A while back we wrote about the marketing tactics of Coca Cola and others within the sugary drinks industry highlighting how hard it is for health professionals to compete with the kind of marketing budgets that inform consumer behaviour and choices.
So it was great see Brighton Council investing in their ‘Sugar Smart City’ campaign and they’ve even recruited celebrity chef Jamie Oliver to help. The aim of this campaign is to bring down the cities obesity levels and encourage a healthier, happier city environment.
It’s thought that the annual cost of diet related diseases to the NHS in Brighton and Hove alone is around £80 million. Given the scale of the problem and limited resources in tackling it Brighton and Hove Council have been proactive in teaming up with Jamie Oliver to fight the industry directly.
Part of the campaign includes encouraging food outlets and restaurants in the city to add a 10p tax to all soft drinks which include added sugar. To avoid this seeming like a busy body Council initiative to introduce a ‘stealth tax’ the Council are redirecting all money raised to ‘The Children’s Health Fund’.

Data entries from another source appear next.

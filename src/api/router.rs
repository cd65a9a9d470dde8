//! HTTP router for the custody service.
//!
//! Returns a composable `Router` that can be mounted on any axum server.
//! Ledger routes are nested under `/api/`, the event feed sits at
//! `/ws/events`.
//!
//! Middleware stack (outermost → innermost):
//! 1. CORS → 2. Access logger

use std::sync::Arc;

use axum::routing::{get, post};
use axum::Router;
use tower_http::cors::CorsLayer;

use crate::api::endpoints;
use crate::api::middleware;
use crate::api::types::ApiContext;
use crate::api::websocket;
use crate::core_state::CustodyState;

/// Build the custody API router.
pub fn api_router(state: Arc<CustodyState>) -> Router {
    let ctx = ApiContext::new(state);

    // NOTE: Path params use `:param` syntax (matchit 0.7 / axum 0.7).
    let api = Router::new()
        .route("/health", get(endpoints::health::check))
        .route(
            "/medications",
            get(endpoints::medications::list).post(endpoints::medications::register),
        )
        .route("/medications/:id/count", get(endpoints::medications::count))
        .route(
            "/medications/:id/discontinue",
            post(endpoints::medications::discontinue),
        )
        .route(
            "/medications/:id/reactivate",
            post(endpoints::medications::reactivate),
        )
        .route("/medications/:id/custody", get(endpoints::medications::custody))
        .route(
            "/medications/:id/custody/verify",
            get(endpoints::medications::verify),
        )
        .route(
            "/administrations",
            get(endpoints::administrations::list).post(endpoints::administrations::record),
        )
        .route("/audits", post(endpoints::audits::submit))
        .route("/audits/pending", get(endpoints::audits::pending))
        .route("/audits/archive", get(endpoints::audits::archive))
        .route("/audits/:id", get(endpoints::audits::detail))
        .route("/audits/:id/decision", post(endpoints::audits::decide))
        .route(
            "/alerts",
            get(endpoints::alerts::list).post(endpoints::alerts::create),
        )
        .route("/alerts/:id/resolve", post(endpoints::alerts::resolve));

    Router::new()
        .nest("/api", api)
        .route("/ws/events", get(websocket::ws_upgrade))
        .with_state(ctx)
        .layer(axum::middleware::from_fn(middleware::access::log_access))
        .layer(CorsLayer::permissive())
}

Naturally one of the first restaurants to introduce this is the Brighton branch of Jamie Oliver’s own restaurant chain. Oliver had previously pushed the government to impose a higher national tax on the sugary drinks industry. Being a seaside resort Brighton is teaming with unhealthy ‘treat’ type food outlets and the effects of this are having a impact on the health of those living in the city full time, meaning the Public Health team were keen to launch a proactive campaign.
As well as the social media campaign #SugarSmartCity there will be more food and nutrition taught in cities primary schools. A quick look at the hashtag shows lots of schools, colleges and front line services getting directly involved and launching their own activities to support the campaign. There’s also an option for the general public to ask questions about their sugar consumption and connect with health professionals.

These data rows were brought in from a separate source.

//! Administration Ledger: append-only dose events.

use rusqlite::Connection;
use serde::Serialize;

use crate::db;
use crate::directory::{require_staff, StaffDirectory};
use crate::error::CustodyError;
use crate::inventory;
use crate::models::enums::CustodyCause;
use crate::models::{AdministrationRecord, NewAdministration};

/// A committed administration and the count it left behind.
#[derive(Debug, Clone, Serialize)]
pub struct RecordedAdministration {
    pub record: AdministrationRecord,
    pub new_count: i64,
}

/// Append one administration event.
///
/// ADMINISTERED removes one unit; REFUSED and HELD are recorded without a
/// count change. The count may go to zero or below: a shortfall is for the
/// next audit to surface, not for the ledger to refuse.
pub fn record_administration(
    conn: &Connection,
    staff: &dyn StaffDirectory,
    input: &NewAdministration,
) -> Result<RecordedAdministration, CustodyError> {
    require_staff(staff, &input.staff_id)?;

    let medication = inventory::require_medication(conn, &input.medication_id)?;
    if !medication.is_active() {
        return Err(CustodyError::InvalidState(format!(
            "medication {} is discontinued",
            medication.name
        )));
    }

    let id = db::insert_administration(conn, &medication.id, &medication.resident_id, input)?;

    let delta = input.action.count_delta();
    let new_count = if delta == 0 {
        medication.current_count
    } else {
        inventory::apply_delta(
            conn,
            &medication.id,
            delta,
            CustodyCause::Administration,
            &id.to_string(),
            input.administered_at,
        )?
    };

    let record = AdministrationRecord {
        id,
        medication_id: medication.id,
        resident_id: medication.resident_id,
        administered_at: input.administered_at,
        shift: input.shift,
        action: input.action,
        staff_id: input.staff_id,
        notes: input.notes.clone(),
    };
    Ok(RecordedAdministration { record, new_count })
}

#[cfg(test)]
mod tests {
    use super::*;
    use crate::custody::verify_custody_chain;
    use crate::db::repository::test_support::{seed_medication, seed_resident};
    use crate::db::{now_timestamp, open_memory_database};
    use crate::directory::MemoryDirectory;
    use crate::models::enums::{AdministrationAction, Shift, StaffRole};
    use crate::models::StaffMember;
    use uuid::Uuid;

    struct Setup {
        conn: Connection,
        dir: MemoryDirectory,
        staff_id: Uuid,
        med: Uuid,
    }

    fn setup(count: i64) -> Setup {
        let conn = open_memory_database().unwrap();
        let dir = MemoryDirectory::new();
        let staff_id = Uuid::new_v4();
        dir.add_staff(StaffMember {
            id: staff_id,
            full_name: "Priya Nair".into(),
            role: StaffRole::Staff,
            job_title: Some("Care aide".into()),
        })
        .unwrap();
        let resident = seed_resident(&conn, "Walter", "Grey");
        let med = seed_medication(&conn, resident, "Metformin", count);
        Setup { conn, dir, staff_id, med }
    }

    fn dose(s: &Setup, action: AdministrationAction) -> NewAdministration {
        NewAdministration {
            medication_id: s.med,
            action,
            shift: Shift::Morning,
            staff_id: s.staff_id,
            notes: None,
            administered_at: now_timestamp(),
        }
    }

    #[test]
    fn administered_decrements_by_one() {
        let s = setup(30);
        let out = record_administration(&s.conn, &s.dir, &dose(&s, AdministrationAction::Administered))
            .unwrap();
        assert_eq!(out.new_count, 29);
        assert_eq!(inventory::get_current_count(&s.conn, &s.med).unwrap(), 29);
        assert!(db::get_administration(&s.conn, out.record.id).unwrap().is_some());
    }

    #[test]
    fn refused_and_held_leave_count_unchanged() {
        let s = setup(10);
        for action in [AdministrationAction::Refused, AdministrationAction::Held] {
            let out = record_administration(&s.conn, &s.dir, &dose(&s, action)).unwrap();
            assert_eq!(out.new_count, 10);
            assert_eq!(out.record.action, action);
        }
        assert_eq!(inventory::get_current_count(&s.conn, &s.med).unwrap(), 10);
        // No count change means no custody event.
        assert!(db::list_custody_records(&s.conn, &s.med).unwrap().is_empty());
    }

    #[test]
    fn count_may_run_below_zero() {
        let s = setup(0);
        let out = record_administration(&s.conn, &s.dir, &dose(&s, AdministrationAction::Administered))
            .unwrap();
        assert_eq!(out.new_count, -1);
    }

    #[test]
    fn unknown_staff_or_medication_is_not_found() {
        let s = setup(5);
        let mut input = dose(&s, AdministrationAction::Administered);
        input.staff_id = Uuid::new_v4();
        assert!(matches!(
            record_administration(&s.conn, &s.dir, &input),
            Err(CustodyError::NotFound { entity: "Staff member", .. })
        ));

        let mut input = dose(&s, AdministrationAction::Administered);
        input.medication_id = Uuid::new_v4();
        assert!(matches!(
            record_administration(&s.conn, &s.dir, &input),
            Err(CustodyError::NotFound { entity: "Medication", .. })
        ));
    }

    #[test]
    fn discontinued_medication_rejects_every_action() {
        let s = setup(5);
        inventory::discontinue_medication(&s.conn, &s.med).unwrap();
        for action in [
            AdministrationAction::Administered,
            AdministrationAction::Refused,
            AdministrationAction::Held,
        ] {
            assert!(matches!(
                record_administration(&s.conn, &s.dir, &dose(&s, action)),
                Err(CustodyError::InvalidState(_))
            ));
        }
    }

    #[test]
    fn administration_custody_references_record() {
        let conn = open_memory_database().unwrap();
        let dir = MemoryDirectory::new();
        let resident = crate::models::Resident {
            id: Uuid::new_v4(),
            first_name: "Iris".into(),
            last_name: "Vega".into(),
        };
        dir.add_resident(resident.clone()).unwrap();
        let staff_id = Uuid::new_v4();
        dir.add_staff(StaffMember {
            id: staff_id,
            full_name: "Leo Park".into(),
            role: StaffRole::Nurse,
            job_title: None,
        })
        .unwrap();
        let med = inventory::register_medication(
            &conn,
            &dir,
            &crate::models::NewMedication {
                resident_id: resident.id,
                name: "Warfarin".into(),
                dosage: "5 mg".into(),
                frequency: "daily".into(),
                initial_count: 14,
                prescribing_physician: None,
                special_instructions: None,
            },
            now_timestamp(),
        )
        .unwrap();

        let out = record_administration(
            &conn,
            &dir,
            &NewAdministration {
                medication_id: med.id,
                action: AdministrationAction::Administered,
                shift: Shift::Evening,
                staff_id,
                notes: Some("with food".into()),
                administered_at: now_timestamp(),
            },
        )
        .unwrap();

        let history = db::list_custody_records(&conn, &med.id).unwrap();
        assert_eq!(history.len(), 2);
        assert_eq!(history[1].cause_ref, out.record.id.to_string());
        assert!(verify_custody_chain(&conn, &med.id).unwrap().intact);
    }
}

This is a great and proactive way of using social media to create a buzz around a major social issue when Councils are naturally unable to compete budget wise with the industry they are challenging. The use of social media to run this campaign has also been successful in recruiting and engaging young people with the launch of the ‘Youth Council Debate’ where young people come together with health professionals, teachers, parents and GP’s to debate on the issues in an open environment.
Brighton and Hove hope that #SugarSmartCity will form a blueprint for other local authorities to follow. Hopefully this innovative, new way of working will transfer to other areas Councils tackle to help communicate and engage with their communities on a wider level.